The saint spread his hands. “We knew that Carter would fight. He is stubborn in his heresy, and there are many like him in his group.”

“No, Honored One, I do not believe that Carter or any of his people killed them. Whoever took them did it quietly and with great skill.”

“What level of skill?”

Brother Peter’s face was as bland as ever, but his eyes were alight. “Possibly as good as me. And around the bodies I found animal tracks.”

“A dog?” asked Saint John.

“A very large dog.”

“Ah,” said Saint John, raising his eyebrows. “You think he’s back? The ranger?”

“Yes, Honored One, I do . . . although that confuses me. Am I mistaken, or did not Brother Alexi swear that he killed the ranger? Did he not swear before God that he smashed the life out of him with his great hammer?”

“He did say so,” agreed Saint John.

Brother Peter began to add something to that, but he bit it back. However, Saint John nodded as if the rest had been spoken.

Mother Rose had said she witnessed her pet giant kill this particular heretic. This mercenary who served the evil ones—the doctors and scientists; this killer who preyed on the reapers.

They studied each other for a long moment, each of them calculating the implications of that.

“Someday soon,” murmured the saint, “we will have a discussion with Brother Alexi.”

“Most assuredly,” agreed Brother Peter, and his eyes were hard as metal. “But . . . if Brother Alexi has fallen from grace, what does that say about Mother Rose? They are inseparable. He does not scratch an itch without her say-so.”

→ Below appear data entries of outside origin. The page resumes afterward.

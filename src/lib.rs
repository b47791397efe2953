pub mod app;
pub mod assets;
pub mod camera;
pub mod cli;
pub mod config;
pub mod context;
pub mod environment;
pub mod frame_loop;
pub mod input;
pub mod mesh;
pub mod orbit;
pub mod render_graph;
pub mod renderer;
pub mod scene;
pub mod viewport;

pub use app::{run, run_with_overrides, App};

Saint John placed his hand on the younger man’s shoulder. “We must be vigilant, but we must not leap to judgment. The truth always finds the light, you know this?”

“Yes.”

“Then be patient. God has set many tasks before us. We have to find and end the rest of Carter’s heretics and send them into the darkness. We must find Sister Margaret and make sure that she tells only us how to find Sanctuary . . . and not her mother. This is of paramount importance.”

“Silencing her voice would be easy enough. . . .”

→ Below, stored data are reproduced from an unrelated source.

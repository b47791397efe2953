use crate::config::WindowConfig;
use anyhow::{anyhow, Context, Result};
use std::sync::Arc;
use winit::dpi::PhysicalSize;
use winit::window::Window;

#[derive(Debug)]
pub struct SurfaceFrame {
    view: wgpu::TextureView,
    surface: wgpu::SurfaceTexture,
}

impl SurfaceFrame {
    fn new(surface: wgpu::SurfaceTexture) -> Self {
        let view = surface.texture.create_view(&wgpu::TextureViewDescriptor::default());
        Self { view, surface }
    }

    pub fn view(&self) -> &wgpu::TextureView {
        &self.view
    }

    pub fn present(self) {
        self.surface.present();
    }
}

#[derive(Debug, Clone, Copy, PartialEq, Eq)]
enum SurfaceErrorAction {
    Reconfigure,
    SkipFrame,
    Fatal,
}

/// Swapchain and device for the showcase window. Always sized to the window's physical size.
pub struct WindowSurface {
    window: Arc<Window>,
    surface: wgpu::Surface<'static>,
    device: wgpu::Device,
    queue: wgpu::Queue,
    config: wgpu::SurfaceConfiguration,
    format_features: wgpu::TextureFormatFeatureFlags,
    size: PhysicalSize<u32>,
}

impl WindowSurface {
    pub async fn new(window: Arc<Window>, window_cfg: &WindowConfig) -> Result<Self> {
        let instance = wgpu::Instance::default();
        let surface = instance.create_surface(window.clone()).context("Failed to create WGPU surface")?;
        let adapter = instance
            .request_adapter(&wgpu::RequestAdapterOptions {
                power_preference: wgpu::PowerPreference::HighPerformance,
                compatible_surface: Some(&surface),
                force_fallback_adapter: false,
            })
            .await
            .context("Failed to request WGPU adapter")?;
        let device_desc = wgpu::DeviceDescriptor {
            label: Some("Showcase Device"),
            required_features: wgpu::Features::empty(),
            required_limits: wgpu::Limits::downlevel_webgl2_defaults().using_resolution(adapter.limits()),
            experimental_features: wgpu::ExperimentalFeatures::default(),
            memory_hints: wgpu::MemoryHints::default(),
            trace: wgpu::Trace::default(),
        };
        let (device, queue) =
            adapter.request_device(&device_desc).await.context("Failed to request WGPU device")?;

        let caps = surface.get_capabilities(&adapter);
        let format = choose_surface_format(&caps.formats)?;
        let format_features = adapter.get_texture_format_features(format).flags;
        let alpha_mode = caps.alpha_modes.first().copied().unwrap_or(wgpu::CompositeAlphaMode::Auto);
        let size = window.inner_size();
        let config = wgpu::SurfaceConfiguration {
            usage: wgpu::TextureUsages::RENDER_ATTACHMENT,
            format,
            width: size.width.max(1),
            height: size.height.max(1),
            present_mode: select_present_mode(window_cfg.vsync, &caps.present_modes),
            alpha_mode,
            view_formats: vec![],
            desired_maximum_frame_latency: 2,
        };
        surface.configure(&device, &config);
        log::info!(
            target: "render",
            "surface {}x{} format {:?} present mode {:?}",
            config.width,
            config.height,
            config.format,
            config.present_mode
        );

        Ok(Self { window, surface, device, queue, config, format_features, size })
    }

    pub fn device(&self) -> &wgpu::Device {
        &self.device
    }

    pub fn queue(&self) -> &wgpu::Queue {
        &self.queue
    }

    pub fn format(&self) -> wgpu::TextureFormat {
        self.config.format
    }

    /// What the adapter can do with the surface format, e.g. which MSAA counts it resolves.
    pub fn format_features(&self) -> wgpu::TextureFormatFeatureFlags {
        self.format_features
    }

    pub fn size(&self) -> PhysicalSize<u32> {
        self.size
    }

    pub fn resize(&mut self, new_size: PhysicalSize<u32>) {
        if new_size.width == 0 || new_size.height == 0 {
            return;
        }
        self.size = new_size;
        self.config.width = new_size.width;
        self.config.height = new_size.height;
        self.surface.configure(&self.device, &self.config);
    }

    pub fn resize_to_window(&mut self) {
        let size = self.window.inner_size();
        if size != self.size {
            self.resize(size);
        }
    }

    /// `Ok(None)` means the frame should be skipped; the surface has already been repaired.
    pub fn acquire(&mut self) -> Result<Option<SurfaceFrame>> {
        match self.surface.get_current_texture() {
            Ok(frame) => Ok(Some(SurfaceFrame::new(frame))),
            Err(err) => match surface_error_action(&err) {
                SurfaceErrorAction::Reconfigure => {
                    log::warn!(target: "render", "surface {err}; reconfiguring");
                    self.surface.configure(&self.device, &self.config);
                    Ok(None)
                }
                SurfaceErrorAction::SkipFrame => {
                    log::debug!(target: "render", "surface acquisition timed out; skipping frame");
                    Ok(None)
                }
                SurfaceErrorAction::Fatal => Err(anyhow!("Surface acquisition failed: {err}")),
            },
        }
    }
}

fn surface_error_action(error: &wgpu::SurfaceError) -> SurfaceErrorAction {
    match error {
        wgpu::SurfaceError::Lost | wgpu::SurfaceError::Outdated => SurfaceErrorAction::Reconfigure,
        wgpu::SurfaceError::Timeout => SurfaceErrorAction::SkipFrame,
        wgpu::SurfaceError::OutOfMemory | wgpu::SurfaceError::Other => SurfaceErrorAction::Fatal,
    }
}

fn select_present_mode(vsync: bool, modes: &[wgpu::PresentMode]) -> wgpu::PresentMode {
    if vsync {
        wgpu::PresentMode::Fifo
    } else {
        modes.iter().copied().find(|mode| *mode != wgpu::PresentMode::Fifo).unwrap_or(wgpu::PresentMode::Fifo)
    }
}

fn choose_surface_format(formats: &[wgpu::TextureFormat]) -> Result<wgpu::TextureFormat> {
    formats
        .iter()
        .copied()
        .find(|f| f.is_srgb())
        .or_else(|| formats.first().copied())
        .context("Surface reports no supported formats")
}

“Don’t underestimate her,” cautioned Saint John. “Remember how talented she was. Had she not fallen from grace, her skill could have rivaled your own.”

Brother Peter gave an elaborate shrug. “I welcome the opportunity to test that.”

“Do not give her the slightest chance. As far as the ranger, Joe . . . we need to find him before he can do more harm. Every time he kills one of ours and is not punished for it, a seed of doubt is planted in the hearts of our reapers. This man must be found.”

“Yes, Honored One.”

Saint John nodded. “There are two other tasks at hand. First, I want you to select your most trusted reapers and have them join you when you go to observe Mother Rose’s meeting at the shrine. Have some follow Her Holiness and Brother Alexi and send runners to me to report everything that is said at this meeting.”

“Of course.” Peter paused. “What is the other matter?”

Saint John looked at the line of footprints in the soft earth. He told Brother Peter about Nyx and her knight.

“Surely they are part of Carter’s party,” insisted Peter, but Saint John shook his head.

“I don’t think so. Their eyes have looked upon the darkness, I’m sure of it.” Saint John absently touched the cut on his forearm. “I will follow them and seek to discover the nature of this holy test.” He took a breath. “Go now. The god of darkness calls us to our purpose.”